What you need to produce from the material below is an exact transcription of the lines from the one with "from the halted" through the one with "pub fn is_running(&self)", both included, and no other line.

- Opening Delimiter -

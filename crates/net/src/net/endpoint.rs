use std::net::SocketAddr;

use super::protocol::{MAX_PACKET_SIZE, Packet, PacketHeader, PacketType};
use super::simulator::ConditionedTransport;
use super::transport::{Transport, UdpTransport};
use crate::config::ClientServerConfig;
use crate::error::{NetError, Result};

/// A received packet together with its sender and on-wire size.
#[derive(Debug)]
pub struct Datagram {
    pub packet: Packet,
    pub addr: SocketAddr,
    pub size: usize,
}

/// Packet framing over a transport: serialization, MTU checks and
/// protocol id filtering.
pub struct NetworkEndpoint {
    transport: Box<dyn Transport>,
    protocol_id: u64,
    recv_buffer: [u8; MAX_PACKET_SIZE],
    datagrams_rejected: u64,
}

impl NetworkEndpoint {
    pub fn new(transport: Box<dyn Transport>, protocol_id: u64) -> Self {
        Self {
            transport,
            protocol_id,
            recv_buffer: [0u8; MAX_PACKET_SIZE],
            datagrams_rejected: 0,
        }
    }

    /// Binds a UDP socket, wrapped in a link conditioner when the config
    /// asks for one. Bind failures come back as [`NetError::Bind`].
    pub fn bind(addr: SocketAddr, config: &ClientServerConfig) -> Result<Self> {
        let udp = UdpTransport::bind(addr).map_err(NetError::Bind)?;

        let transport: Box<dyn Transport> = match &config.link_conditions {
            Some(sim) if sim.enabled => {
                log::info!("link conditioner active on {}: {:?}", udp.local_addr(), sim);
                Box::new(ConditionedTransport::new(udp, sim.clone(), config.link_seed))
            }
            _ => Box::new(udp),
        };

        Ok(Self::new(transport, config.protocol_id))
    }

    pub fn local_addr(&self) -> SocketAddr {
        self.transport.local_addr()
    }

    pub fn protocol_id(&self) -> u64 {
        self.protocol_id
    }

    pub fn datagrams_rejected(&self) -> u64 {
        self.datagrams_rejected
    }

    /// Header for packets outside any connection's sequence space.
    pub fn control_header(&self) -> PacketHeader {
        PacketHeader::new(self.protocol_id, 0, 0, 0)
    }

    pub fn send_control(&mut self, payload: PacketType, addr: SocketAddr) -> Result<usize> {
        let packet = Packet::new(self.control_header(), payload);
        self.send_to(&packet, addr)
    }

    pub fn send_to(&mut self, packet: &Packet, addr: SocketAddr) -> Result<usize> {
        let data = packet.serialize()?;
        Ok(self.transport.send_to(&data, addr)?)
    }

    /// Drains every datagram currently available. Undecodable datagrams and
    /// datagrams with a foreign protocol id are dropped.
    pub fn receive(&mut self) -> Result<Vec<Datagram>> {
        let mut datagrams = Vec::new();

        while let Some((size, addr)) = self.transport.recv_from(&mut self.recv_buffer)? {
            match Packet::deserialize(&self.recv_buffer[..size]) {
                Ok(packet) if packet.header.is_valid(self.protocol_id) => {
                    datagrams.push(Datagram { packet, addr, size });
                }
                Ok(packet) => {
                    self.datagrams_rejected += 1;
                    log::debug!(
                        "dropping datagram from {} with protocol id {:#x}",
                        addr,
                        packet.header.protocol_id
                    );
                }
                Err(e) => {
                    self.datagrams_rejected += 1;
                    log::debug!("dropping undecodable datagram from {}: {}", addr, e);
                }
            }
        }

        Ok(datagrams)
    }

    pub fn advance_time(&mut self, time: f64) {
        self.transport.advance_time(time);
    }
}
use std::io;

use crate::catalog::MessageType;
use crate::net::PacketError;
use crate::peer::{PeerEvent, PeerState};

pub type Result<T> = std::result::Result<T, NetError>;

#[derive(Debug, thiserror::Error)]
pub enum NetError {
    #[error("unknown message type {0}")]
    UnknownMessageType(MessageType),
    #[error("message type {0} registered twice")]
    DuplicateMessageType(MessageType),
    #[error("malformed message: {0}")]
    MalformedMessage(&'static str),
    #[error("packet error: {0}")]
    Packet(#[from] PacketError),
    #[error("handshake timed out")]
    HandshakeTimeout,
    #[error("handshake rejected: {0}")]
    HandshakeRejected(String),
    #[error("peer is not connected")]
    NotConnected,
    #[error("unknown peer")]
    UnknownPeer,
    #[error("send queue full")]
    SendQueueFull,
    #[error("encoded message of {0} bytes does not fit in one packet")]
    MessageTooLarge(usize),
    #[error("invalid transition from {from:?} on {event:?}")]
    InvalidTransition { from: PeerState, event: PeerEvent },
    #[error("invalid address {0:?}")]
    InvalidAddress(String),
    #[error("failed to bind transport: {0}")]
    Bind(#[source] io::Error),
    #[error("transport error: {0}")]
    Io(#[from] io::Error),
}
//! Engine lifecycle state
//!
//! While halted, place commands are rejected outright: nothing is queued,
//! nothing is admitted, no events fire. Queries keep serving current state.
//! Start restores normal processing with no carry-over from the halted
//! period.

use tracing::info;

/// Running/halted lifecycle flag
#[derive(Debug, Clone, Copy, PartialEq, Eq, Default)]
pub enum EngineState {
    #[default]
    Running,
    Halted,
}

impl EngineState {
    pub fn is_running(&self) -> bool {
        matches!(self, EngineState::Running)
    }

    pub fn is_halted(&self) -> bool {
        matches!(self, EngineState::Halted)
    }

    /// Stop accepting orders; takes effect on receipt
    pub fn halt(&mut self) {
        if self.is_running() {
            info!("engine halted");
        }
        *self = EngineState::Halted;
    }

    /// Resume accepting orders; takes effect on receipt
    pub fn start(&mut self) {
        if self.is_halted() {
            info!("engine started");
        }
        *self = EngineState::Running;
    }
}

- Closing Delimiter -

Answer space |
//! Start restores normal processing with no carry-over from the halted
//! period.

use tracing::info;

/// Running/halted lifecycle flag
#[derive(Debug, Clone, Copy, PartialEq, Eq, Default)]
pub enum EngineState {
    #[default]
    Running,
    Halted,
}

impl EngineState {
    pub fn is_running(&self) -> bool {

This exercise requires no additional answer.